§ Supplied material
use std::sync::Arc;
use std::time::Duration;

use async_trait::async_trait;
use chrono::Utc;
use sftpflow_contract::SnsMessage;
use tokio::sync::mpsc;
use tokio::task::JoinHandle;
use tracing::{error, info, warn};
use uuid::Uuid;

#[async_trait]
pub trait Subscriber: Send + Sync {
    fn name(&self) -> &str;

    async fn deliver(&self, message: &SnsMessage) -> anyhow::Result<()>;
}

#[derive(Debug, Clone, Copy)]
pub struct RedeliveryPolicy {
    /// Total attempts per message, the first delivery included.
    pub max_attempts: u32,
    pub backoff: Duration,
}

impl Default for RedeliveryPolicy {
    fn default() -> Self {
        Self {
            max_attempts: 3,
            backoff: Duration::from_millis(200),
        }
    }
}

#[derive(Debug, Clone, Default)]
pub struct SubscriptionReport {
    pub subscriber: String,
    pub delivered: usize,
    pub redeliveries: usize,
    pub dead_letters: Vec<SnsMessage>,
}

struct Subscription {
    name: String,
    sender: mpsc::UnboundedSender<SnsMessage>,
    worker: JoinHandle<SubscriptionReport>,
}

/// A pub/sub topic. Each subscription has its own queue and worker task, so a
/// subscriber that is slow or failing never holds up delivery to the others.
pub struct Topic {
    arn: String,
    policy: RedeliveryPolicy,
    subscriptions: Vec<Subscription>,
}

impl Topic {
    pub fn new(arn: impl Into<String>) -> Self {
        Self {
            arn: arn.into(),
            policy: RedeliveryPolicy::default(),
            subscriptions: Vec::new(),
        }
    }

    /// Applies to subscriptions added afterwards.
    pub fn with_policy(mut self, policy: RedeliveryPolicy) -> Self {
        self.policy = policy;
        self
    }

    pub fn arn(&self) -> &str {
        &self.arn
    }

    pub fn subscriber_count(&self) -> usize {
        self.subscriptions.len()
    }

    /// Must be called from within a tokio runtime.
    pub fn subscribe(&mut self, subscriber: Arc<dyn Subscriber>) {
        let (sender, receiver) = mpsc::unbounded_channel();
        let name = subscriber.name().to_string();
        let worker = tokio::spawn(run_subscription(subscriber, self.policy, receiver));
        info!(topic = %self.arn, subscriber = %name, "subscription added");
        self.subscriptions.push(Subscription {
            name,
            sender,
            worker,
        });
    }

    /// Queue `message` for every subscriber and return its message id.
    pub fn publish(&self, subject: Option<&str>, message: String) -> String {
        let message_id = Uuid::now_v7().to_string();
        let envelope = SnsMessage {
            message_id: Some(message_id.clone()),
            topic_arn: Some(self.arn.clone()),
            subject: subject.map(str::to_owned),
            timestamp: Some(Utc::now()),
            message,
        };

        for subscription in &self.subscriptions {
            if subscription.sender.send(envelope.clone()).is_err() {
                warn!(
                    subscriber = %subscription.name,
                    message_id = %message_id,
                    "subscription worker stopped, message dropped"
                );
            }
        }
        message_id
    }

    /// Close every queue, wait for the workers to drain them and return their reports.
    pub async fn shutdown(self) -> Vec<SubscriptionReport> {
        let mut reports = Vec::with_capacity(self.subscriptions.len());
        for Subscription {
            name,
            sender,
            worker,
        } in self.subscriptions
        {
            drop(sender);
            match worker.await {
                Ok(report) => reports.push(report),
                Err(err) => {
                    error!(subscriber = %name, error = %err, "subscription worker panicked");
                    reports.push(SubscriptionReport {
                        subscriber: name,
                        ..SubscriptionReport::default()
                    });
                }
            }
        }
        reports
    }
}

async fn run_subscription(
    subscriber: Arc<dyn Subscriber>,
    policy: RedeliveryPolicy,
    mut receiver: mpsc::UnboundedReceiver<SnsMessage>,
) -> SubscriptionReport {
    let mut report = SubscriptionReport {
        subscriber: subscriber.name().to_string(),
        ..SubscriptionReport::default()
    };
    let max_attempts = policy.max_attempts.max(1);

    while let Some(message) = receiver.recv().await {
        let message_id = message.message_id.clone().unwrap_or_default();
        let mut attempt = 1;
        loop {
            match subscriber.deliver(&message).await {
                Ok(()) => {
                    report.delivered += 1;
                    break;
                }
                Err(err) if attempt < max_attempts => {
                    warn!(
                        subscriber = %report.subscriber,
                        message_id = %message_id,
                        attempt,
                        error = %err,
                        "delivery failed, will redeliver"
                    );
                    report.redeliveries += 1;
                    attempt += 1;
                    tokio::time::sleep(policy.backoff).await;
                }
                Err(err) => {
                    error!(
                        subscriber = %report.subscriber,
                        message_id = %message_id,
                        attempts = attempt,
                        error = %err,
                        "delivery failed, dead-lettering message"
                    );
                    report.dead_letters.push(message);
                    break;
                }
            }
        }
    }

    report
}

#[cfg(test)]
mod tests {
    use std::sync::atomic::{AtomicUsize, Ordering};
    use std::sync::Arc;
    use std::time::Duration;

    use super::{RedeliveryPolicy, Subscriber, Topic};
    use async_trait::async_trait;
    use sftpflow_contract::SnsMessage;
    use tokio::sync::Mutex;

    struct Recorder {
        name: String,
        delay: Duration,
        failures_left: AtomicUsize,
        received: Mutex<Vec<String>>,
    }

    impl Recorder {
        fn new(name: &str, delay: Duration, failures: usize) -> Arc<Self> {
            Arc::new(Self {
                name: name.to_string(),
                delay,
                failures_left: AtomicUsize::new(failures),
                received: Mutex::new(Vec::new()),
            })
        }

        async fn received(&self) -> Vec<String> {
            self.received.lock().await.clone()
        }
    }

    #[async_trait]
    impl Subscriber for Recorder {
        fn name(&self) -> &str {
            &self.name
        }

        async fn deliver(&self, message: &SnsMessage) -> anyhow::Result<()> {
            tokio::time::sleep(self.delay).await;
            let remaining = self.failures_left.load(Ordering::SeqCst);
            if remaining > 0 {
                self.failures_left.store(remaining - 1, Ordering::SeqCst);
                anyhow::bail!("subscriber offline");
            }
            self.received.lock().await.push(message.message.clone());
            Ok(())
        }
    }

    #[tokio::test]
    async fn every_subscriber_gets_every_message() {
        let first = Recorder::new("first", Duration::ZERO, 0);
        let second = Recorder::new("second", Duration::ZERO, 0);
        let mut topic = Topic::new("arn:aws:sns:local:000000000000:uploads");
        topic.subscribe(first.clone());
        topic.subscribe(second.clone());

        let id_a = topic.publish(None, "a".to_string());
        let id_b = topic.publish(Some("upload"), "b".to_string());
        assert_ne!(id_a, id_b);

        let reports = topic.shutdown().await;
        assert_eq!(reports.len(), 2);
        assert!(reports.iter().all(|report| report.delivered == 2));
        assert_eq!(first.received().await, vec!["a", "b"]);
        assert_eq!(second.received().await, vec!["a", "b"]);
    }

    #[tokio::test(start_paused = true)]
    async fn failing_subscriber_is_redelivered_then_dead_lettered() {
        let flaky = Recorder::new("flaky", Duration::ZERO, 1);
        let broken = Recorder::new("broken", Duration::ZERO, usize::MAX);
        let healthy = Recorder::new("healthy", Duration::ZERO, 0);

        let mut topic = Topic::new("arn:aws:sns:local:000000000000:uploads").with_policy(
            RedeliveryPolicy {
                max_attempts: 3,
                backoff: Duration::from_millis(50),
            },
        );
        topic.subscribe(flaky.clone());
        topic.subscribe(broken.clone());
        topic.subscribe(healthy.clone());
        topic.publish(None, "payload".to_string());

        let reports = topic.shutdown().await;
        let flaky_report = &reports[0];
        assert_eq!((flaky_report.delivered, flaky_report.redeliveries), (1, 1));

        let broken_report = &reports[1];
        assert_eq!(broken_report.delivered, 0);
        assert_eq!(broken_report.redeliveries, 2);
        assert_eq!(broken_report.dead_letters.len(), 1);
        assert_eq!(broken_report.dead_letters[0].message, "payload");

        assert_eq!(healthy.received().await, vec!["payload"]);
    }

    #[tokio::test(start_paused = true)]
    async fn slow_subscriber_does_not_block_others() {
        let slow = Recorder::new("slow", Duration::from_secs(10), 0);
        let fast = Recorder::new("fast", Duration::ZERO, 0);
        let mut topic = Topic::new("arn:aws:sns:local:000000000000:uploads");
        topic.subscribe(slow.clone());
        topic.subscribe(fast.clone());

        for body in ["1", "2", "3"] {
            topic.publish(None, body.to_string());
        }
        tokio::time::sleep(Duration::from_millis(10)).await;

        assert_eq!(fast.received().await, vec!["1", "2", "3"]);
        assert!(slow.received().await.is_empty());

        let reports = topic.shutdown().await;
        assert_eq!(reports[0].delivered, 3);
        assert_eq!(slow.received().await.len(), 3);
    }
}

==

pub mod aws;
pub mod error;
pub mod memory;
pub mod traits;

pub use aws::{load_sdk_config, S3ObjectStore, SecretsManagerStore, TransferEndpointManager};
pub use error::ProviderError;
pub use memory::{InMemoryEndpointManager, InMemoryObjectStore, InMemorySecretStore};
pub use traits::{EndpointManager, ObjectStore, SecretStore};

§ Work required
Check each line of the records for the word "envelope", and show the lines that contain it.

§ Result of the task
        let envelope = SnsMessage {
            if subscription.sender.send(envelope.clone()).is_err() {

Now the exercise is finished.